__WORK ITEM__. Your answer should consist only of the lines below from the one with "fn key<P: ?Sized" through the one with "assert_eq!(IntoParam::<i32>::into_param(&value), 7);", copied exactly.

══════════

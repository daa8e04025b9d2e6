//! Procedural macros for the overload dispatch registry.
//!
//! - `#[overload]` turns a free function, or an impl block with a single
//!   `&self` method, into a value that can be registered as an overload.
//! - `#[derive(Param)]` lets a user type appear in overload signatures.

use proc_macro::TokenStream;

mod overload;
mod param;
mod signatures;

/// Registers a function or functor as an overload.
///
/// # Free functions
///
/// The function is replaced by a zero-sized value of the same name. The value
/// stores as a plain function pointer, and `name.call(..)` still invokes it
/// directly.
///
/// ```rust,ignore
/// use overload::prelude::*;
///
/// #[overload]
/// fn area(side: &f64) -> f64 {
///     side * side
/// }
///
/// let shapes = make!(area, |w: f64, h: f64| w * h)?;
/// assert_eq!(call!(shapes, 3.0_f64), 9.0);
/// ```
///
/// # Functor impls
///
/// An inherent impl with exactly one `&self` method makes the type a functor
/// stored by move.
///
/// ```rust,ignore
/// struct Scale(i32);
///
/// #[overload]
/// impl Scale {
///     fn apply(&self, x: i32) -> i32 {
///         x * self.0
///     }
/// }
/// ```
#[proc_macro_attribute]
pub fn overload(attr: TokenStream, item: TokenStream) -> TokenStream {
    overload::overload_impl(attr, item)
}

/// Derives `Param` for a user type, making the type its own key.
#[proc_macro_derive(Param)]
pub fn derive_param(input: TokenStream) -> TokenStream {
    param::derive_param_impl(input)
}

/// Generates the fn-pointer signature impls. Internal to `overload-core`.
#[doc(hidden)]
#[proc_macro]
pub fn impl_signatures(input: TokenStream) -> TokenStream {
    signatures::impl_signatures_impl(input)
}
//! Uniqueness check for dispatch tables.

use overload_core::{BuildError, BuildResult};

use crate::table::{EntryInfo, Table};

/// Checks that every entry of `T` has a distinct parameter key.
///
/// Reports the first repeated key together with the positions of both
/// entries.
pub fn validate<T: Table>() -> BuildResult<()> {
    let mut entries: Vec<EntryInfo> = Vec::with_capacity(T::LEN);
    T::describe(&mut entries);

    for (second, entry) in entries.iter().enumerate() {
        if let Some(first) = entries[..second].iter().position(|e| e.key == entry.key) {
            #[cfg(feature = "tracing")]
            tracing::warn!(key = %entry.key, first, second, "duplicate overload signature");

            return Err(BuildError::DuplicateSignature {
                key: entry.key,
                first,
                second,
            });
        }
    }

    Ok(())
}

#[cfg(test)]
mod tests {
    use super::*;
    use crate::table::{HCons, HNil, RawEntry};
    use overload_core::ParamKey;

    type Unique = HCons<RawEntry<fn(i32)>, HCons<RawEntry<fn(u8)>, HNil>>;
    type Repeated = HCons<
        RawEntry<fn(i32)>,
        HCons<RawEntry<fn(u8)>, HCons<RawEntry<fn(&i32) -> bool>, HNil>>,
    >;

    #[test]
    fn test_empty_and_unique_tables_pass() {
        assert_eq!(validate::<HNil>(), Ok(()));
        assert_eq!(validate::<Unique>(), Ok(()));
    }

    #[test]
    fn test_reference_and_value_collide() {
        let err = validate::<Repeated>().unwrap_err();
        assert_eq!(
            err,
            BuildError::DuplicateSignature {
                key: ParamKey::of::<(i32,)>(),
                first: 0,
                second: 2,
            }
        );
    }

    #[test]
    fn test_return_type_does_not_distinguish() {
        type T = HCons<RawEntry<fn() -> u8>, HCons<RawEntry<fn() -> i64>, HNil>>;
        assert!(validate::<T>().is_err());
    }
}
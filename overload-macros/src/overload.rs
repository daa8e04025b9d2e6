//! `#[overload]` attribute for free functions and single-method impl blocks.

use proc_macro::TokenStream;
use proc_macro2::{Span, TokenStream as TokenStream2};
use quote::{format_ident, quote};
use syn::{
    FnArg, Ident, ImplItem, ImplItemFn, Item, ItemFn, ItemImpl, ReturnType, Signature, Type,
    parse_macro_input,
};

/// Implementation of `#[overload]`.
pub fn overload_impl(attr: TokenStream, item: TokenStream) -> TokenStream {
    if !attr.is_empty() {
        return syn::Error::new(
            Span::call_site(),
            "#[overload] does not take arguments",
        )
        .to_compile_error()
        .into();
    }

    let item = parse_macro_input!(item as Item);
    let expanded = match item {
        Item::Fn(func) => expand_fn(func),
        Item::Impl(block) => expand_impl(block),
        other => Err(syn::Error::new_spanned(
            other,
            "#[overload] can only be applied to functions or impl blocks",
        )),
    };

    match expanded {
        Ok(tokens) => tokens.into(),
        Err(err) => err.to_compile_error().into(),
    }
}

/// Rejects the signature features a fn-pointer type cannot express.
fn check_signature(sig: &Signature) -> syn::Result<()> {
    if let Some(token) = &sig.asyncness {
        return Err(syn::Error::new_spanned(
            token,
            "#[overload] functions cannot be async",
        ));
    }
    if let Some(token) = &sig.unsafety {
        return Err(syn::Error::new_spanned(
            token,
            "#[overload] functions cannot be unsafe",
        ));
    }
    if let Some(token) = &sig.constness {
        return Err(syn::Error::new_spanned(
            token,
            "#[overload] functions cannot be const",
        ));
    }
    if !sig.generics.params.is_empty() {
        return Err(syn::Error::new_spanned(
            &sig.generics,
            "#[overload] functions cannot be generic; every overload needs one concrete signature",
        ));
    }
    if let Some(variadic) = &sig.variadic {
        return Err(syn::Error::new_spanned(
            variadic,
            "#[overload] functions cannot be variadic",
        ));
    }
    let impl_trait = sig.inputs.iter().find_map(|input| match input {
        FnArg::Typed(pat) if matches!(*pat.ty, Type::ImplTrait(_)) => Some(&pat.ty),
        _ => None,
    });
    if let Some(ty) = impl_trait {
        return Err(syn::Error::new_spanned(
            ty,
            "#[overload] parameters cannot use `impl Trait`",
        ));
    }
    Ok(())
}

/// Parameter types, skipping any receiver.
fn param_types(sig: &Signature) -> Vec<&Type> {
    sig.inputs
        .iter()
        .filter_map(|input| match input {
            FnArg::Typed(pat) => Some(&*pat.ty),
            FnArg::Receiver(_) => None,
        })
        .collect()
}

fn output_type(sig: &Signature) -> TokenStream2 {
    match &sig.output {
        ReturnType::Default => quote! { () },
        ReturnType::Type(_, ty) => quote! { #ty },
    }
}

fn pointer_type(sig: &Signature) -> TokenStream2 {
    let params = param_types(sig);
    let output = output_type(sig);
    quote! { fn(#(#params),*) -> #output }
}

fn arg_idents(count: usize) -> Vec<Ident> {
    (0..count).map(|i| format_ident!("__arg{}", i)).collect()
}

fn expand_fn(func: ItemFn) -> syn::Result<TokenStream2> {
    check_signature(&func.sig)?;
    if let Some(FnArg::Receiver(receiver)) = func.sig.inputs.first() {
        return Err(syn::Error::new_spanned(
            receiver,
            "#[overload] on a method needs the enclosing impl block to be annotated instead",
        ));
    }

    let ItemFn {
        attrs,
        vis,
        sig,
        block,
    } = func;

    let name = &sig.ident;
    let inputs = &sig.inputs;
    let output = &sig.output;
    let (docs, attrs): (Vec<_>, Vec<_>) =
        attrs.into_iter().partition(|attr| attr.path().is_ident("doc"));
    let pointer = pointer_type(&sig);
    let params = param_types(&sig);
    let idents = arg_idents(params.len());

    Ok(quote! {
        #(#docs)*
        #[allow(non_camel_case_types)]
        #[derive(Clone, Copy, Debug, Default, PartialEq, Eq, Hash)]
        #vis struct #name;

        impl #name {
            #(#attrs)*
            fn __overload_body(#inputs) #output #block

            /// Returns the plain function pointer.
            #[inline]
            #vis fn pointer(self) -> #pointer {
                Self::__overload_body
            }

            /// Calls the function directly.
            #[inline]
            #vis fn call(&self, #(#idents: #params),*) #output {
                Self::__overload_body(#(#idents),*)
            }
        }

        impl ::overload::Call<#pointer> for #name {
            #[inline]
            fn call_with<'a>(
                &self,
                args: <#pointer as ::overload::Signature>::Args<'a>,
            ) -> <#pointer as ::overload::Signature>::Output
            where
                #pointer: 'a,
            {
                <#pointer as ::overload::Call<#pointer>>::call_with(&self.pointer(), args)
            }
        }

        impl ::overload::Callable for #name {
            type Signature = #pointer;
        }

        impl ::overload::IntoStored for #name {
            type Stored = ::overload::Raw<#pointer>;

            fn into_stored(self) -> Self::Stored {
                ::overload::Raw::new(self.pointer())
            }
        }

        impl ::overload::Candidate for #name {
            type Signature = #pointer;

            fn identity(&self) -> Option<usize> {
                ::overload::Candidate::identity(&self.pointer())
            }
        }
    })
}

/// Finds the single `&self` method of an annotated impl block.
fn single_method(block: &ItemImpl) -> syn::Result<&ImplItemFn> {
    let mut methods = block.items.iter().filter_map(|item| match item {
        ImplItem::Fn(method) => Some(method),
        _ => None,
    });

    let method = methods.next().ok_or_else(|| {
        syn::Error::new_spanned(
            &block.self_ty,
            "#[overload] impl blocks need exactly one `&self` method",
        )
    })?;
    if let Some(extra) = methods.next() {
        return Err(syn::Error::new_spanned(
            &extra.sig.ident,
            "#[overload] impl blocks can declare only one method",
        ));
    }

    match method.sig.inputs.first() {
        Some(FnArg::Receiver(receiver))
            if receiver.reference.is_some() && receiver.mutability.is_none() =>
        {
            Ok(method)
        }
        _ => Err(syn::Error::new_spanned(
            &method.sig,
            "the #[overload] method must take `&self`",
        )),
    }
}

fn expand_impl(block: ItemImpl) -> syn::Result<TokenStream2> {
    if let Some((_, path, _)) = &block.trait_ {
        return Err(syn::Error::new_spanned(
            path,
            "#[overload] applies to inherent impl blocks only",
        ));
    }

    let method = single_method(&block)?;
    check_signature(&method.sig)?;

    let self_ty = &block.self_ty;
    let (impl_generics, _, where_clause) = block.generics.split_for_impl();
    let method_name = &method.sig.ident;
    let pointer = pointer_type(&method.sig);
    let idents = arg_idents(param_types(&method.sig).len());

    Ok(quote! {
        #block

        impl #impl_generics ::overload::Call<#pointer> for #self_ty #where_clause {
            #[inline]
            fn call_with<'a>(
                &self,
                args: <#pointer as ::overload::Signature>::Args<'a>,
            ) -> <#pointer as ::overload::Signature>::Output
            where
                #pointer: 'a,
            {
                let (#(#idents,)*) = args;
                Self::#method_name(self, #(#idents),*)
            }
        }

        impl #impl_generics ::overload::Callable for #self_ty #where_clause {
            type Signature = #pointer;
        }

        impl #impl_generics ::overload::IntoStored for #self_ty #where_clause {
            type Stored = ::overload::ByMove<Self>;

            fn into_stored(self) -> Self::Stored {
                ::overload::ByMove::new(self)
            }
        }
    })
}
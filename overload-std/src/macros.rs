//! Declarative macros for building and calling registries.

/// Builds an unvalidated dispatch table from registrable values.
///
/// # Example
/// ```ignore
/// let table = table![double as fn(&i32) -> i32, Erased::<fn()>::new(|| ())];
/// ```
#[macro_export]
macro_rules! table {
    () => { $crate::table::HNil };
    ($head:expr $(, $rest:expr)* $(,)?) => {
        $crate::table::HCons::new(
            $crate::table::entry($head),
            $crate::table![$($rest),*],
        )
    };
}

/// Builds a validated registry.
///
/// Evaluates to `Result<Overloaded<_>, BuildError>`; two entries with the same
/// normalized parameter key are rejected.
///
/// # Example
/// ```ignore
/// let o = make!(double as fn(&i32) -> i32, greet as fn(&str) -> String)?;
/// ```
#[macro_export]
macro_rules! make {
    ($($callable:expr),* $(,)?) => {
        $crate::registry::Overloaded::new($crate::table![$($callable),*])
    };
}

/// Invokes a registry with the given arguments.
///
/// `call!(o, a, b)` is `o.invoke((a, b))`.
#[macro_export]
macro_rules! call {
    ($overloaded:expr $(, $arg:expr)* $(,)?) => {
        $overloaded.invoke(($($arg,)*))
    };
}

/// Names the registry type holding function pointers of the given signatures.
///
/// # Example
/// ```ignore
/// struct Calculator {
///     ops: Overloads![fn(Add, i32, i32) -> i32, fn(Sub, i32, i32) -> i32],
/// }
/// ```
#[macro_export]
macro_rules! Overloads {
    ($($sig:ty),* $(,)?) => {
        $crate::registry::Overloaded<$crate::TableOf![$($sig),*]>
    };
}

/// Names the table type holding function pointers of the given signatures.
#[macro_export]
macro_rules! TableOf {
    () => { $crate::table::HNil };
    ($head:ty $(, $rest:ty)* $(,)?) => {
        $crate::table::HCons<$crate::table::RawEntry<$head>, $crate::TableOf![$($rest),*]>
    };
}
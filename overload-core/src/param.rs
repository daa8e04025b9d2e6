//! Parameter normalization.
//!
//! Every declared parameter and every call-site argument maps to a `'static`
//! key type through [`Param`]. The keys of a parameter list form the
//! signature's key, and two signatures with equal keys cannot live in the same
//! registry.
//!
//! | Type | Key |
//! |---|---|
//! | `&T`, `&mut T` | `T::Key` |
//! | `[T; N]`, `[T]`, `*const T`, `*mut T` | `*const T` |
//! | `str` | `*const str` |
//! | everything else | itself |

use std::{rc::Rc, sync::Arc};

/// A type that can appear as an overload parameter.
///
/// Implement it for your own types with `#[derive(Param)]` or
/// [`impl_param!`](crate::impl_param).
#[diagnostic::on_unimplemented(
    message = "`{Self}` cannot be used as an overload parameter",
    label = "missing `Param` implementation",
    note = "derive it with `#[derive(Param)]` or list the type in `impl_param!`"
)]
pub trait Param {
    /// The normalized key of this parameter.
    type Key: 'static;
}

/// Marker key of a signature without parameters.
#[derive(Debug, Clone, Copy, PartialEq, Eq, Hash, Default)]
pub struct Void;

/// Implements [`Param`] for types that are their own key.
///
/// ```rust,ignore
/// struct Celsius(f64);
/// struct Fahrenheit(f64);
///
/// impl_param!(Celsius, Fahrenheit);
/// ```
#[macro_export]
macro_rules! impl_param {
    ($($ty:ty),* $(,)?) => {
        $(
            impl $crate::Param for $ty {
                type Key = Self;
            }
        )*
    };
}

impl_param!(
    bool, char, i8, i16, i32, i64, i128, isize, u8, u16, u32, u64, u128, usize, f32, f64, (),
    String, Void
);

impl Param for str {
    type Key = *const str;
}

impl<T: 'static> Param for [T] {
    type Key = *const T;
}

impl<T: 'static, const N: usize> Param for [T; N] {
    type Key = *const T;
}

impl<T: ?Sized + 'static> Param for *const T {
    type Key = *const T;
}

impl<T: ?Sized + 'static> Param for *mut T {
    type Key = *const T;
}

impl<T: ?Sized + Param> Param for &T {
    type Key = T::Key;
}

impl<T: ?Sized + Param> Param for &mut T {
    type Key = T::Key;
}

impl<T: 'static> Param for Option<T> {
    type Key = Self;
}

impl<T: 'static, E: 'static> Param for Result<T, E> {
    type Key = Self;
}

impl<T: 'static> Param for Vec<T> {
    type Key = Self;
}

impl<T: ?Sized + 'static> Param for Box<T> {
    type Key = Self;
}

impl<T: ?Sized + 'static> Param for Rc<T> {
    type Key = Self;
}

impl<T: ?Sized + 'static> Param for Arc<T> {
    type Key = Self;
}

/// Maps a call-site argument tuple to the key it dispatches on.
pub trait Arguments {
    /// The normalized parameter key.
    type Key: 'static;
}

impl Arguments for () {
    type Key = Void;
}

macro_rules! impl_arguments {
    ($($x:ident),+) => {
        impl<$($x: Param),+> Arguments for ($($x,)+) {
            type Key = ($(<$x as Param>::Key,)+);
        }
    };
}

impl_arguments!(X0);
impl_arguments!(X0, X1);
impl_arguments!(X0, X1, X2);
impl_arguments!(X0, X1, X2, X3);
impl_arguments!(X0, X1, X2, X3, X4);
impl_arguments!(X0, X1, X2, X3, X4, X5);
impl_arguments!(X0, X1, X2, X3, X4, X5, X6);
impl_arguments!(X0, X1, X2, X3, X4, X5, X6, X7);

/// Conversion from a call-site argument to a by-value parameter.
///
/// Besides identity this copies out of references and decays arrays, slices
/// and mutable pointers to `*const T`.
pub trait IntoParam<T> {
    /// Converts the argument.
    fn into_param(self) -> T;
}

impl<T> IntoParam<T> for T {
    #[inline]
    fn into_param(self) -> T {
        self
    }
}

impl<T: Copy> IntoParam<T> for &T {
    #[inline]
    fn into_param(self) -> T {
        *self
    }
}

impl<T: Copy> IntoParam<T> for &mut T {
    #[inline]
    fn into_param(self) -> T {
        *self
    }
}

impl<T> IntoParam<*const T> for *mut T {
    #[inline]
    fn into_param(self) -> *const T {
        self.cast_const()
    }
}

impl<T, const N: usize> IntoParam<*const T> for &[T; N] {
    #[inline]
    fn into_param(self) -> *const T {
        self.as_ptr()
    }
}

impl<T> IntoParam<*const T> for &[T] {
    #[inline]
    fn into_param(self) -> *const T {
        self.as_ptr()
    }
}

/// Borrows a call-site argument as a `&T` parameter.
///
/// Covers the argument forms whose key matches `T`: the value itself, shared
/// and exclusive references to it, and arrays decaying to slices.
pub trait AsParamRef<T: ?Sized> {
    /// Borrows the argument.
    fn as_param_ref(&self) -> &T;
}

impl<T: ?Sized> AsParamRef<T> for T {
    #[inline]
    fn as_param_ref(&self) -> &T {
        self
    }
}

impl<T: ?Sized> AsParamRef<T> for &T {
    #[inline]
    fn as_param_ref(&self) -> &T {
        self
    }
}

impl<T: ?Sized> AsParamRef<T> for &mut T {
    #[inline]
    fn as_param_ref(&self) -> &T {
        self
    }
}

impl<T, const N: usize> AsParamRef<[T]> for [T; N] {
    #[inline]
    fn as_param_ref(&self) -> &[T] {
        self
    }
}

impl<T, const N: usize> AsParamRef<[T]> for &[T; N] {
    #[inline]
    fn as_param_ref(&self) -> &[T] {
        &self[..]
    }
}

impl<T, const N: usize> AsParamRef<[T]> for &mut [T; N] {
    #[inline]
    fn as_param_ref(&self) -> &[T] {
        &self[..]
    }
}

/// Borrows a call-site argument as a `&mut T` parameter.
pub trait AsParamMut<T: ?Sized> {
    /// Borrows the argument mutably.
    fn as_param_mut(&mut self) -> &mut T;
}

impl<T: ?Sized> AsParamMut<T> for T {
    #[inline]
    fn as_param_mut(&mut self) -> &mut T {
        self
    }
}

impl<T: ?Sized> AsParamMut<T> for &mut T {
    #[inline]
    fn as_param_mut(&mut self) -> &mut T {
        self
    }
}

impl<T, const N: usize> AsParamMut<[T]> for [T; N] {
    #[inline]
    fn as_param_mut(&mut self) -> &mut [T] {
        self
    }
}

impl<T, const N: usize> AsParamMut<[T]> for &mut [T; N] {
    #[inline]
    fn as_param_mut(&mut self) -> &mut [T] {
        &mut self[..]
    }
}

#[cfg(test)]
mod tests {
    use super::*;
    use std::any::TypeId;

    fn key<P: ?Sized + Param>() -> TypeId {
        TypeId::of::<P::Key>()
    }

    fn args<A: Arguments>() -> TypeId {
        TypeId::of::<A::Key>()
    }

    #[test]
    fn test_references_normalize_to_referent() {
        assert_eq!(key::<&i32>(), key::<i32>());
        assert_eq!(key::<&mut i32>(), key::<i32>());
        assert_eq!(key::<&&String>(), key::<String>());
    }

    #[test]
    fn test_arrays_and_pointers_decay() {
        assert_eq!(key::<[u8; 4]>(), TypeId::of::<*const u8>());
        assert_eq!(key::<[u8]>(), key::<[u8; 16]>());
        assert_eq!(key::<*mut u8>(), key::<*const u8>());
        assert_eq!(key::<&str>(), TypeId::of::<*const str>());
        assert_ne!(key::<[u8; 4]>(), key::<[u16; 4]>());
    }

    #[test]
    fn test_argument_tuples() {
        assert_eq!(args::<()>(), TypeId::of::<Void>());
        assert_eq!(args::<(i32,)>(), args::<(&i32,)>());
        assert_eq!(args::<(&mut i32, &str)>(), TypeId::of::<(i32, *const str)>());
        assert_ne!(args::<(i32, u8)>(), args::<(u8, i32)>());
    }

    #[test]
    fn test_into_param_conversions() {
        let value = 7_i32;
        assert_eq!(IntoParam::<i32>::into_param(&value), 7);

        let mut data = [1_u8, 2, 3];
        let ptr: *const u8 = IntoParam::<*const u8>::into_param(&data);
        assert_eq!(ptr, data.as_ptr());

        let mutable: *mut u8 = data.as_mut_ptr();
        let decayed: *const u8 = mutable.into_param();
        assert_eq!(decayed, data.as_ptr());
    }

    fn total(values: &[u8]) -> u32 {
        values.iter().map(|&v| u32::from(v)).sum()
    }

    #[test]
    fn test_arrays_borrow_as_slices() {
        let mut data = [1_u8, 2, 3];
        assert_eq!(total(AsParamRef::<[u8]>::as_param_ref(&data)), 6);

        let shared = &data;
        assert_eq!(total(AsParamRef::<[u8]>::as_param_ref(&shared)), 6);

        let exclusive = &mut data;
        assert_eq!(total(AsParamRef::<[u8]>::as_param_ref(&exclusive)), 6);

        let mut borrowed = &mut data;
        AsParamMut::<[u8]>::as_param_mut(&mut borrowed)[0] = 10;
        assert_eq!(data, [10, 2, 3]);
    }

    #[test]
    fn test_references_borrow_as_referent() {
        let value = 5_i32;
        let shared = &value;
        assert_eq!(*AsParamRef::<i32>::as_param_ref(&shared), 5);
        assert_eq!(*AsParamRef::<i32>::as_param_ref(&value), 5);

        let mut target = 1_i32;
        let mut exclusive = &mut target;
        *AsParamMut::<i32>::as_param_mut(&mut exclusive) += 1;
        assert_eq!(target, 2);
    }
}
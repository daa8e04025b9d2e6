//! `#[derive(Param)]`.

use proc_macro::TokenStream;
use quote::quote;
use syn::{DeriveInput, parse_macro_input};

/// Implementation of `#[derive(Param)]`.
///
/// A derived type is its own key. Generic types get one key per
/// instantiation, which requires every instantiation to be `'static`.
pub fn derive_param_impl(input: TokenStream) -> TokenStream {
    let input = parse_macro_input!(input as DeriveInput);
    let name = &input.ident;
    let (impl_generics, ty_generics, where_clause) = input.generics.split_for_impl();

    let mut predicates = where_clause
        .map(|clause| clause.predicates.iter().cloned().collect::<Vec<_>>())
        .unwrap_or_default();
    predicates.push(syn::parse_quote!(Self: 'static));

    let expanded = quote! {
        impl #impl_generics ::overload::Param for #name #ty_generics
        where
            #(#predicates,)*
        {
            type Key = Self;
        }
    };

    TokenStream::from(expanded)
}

══════════

__RESULT OF THIS TASK__.
    fn key<P: ?Sized + Param>() -> TypeId {
        TypeId::of::<P::Key>()
    }

    fn args<A: Arguments>() -> TypeId {
        TypeId::of::<A::Key>()
    }

    #[test]
    fn test_references_normalize_to_referent() {
        assert_eq!(key::<&i32>(), key::<i32>());
        assert_eq!(key::<&mut i32>(), key::<i32>());
        assert_eq!(key::<&&String>(), key::<String>());
    }

    #[test]
    fn test_arrays_and_pointers_decay() {
        assert_eq!(key::<[u8; 4]>(), TypeId::of::<*const u8>());
        assert_eq!(key::<[u8]>(), key::<[u8; 16]>());
        assert_eq!(key::<*mut u8>(), key::<*const u8>());
        assert_eq!(key::<&str>(), TypeId::of::<*const str>());
        assert_ne!(key::<[u8; 4]>(), key::<[u16; 4]>());
    }

    #[test]
    fn test_argument_tuples() {
        assert_eq!(args::<()>(), TypeId::of::<Void>());
        assert_eq!(args::<(i32,)>(), args::<(&i32,)>());
        assert_eq!(args::<(&mut i32, &str)>(), TypeId::of::<(i32, *const str)>());
        assert_ne!(args::<(i32, u8)>(), args::<(u8, i32)>());
    }

    #[test]
    fn test_into_param_conversions() {
        let value = 7_i32;
        assert_eq!(IntoParam::<i32>::into_param(&value), 7);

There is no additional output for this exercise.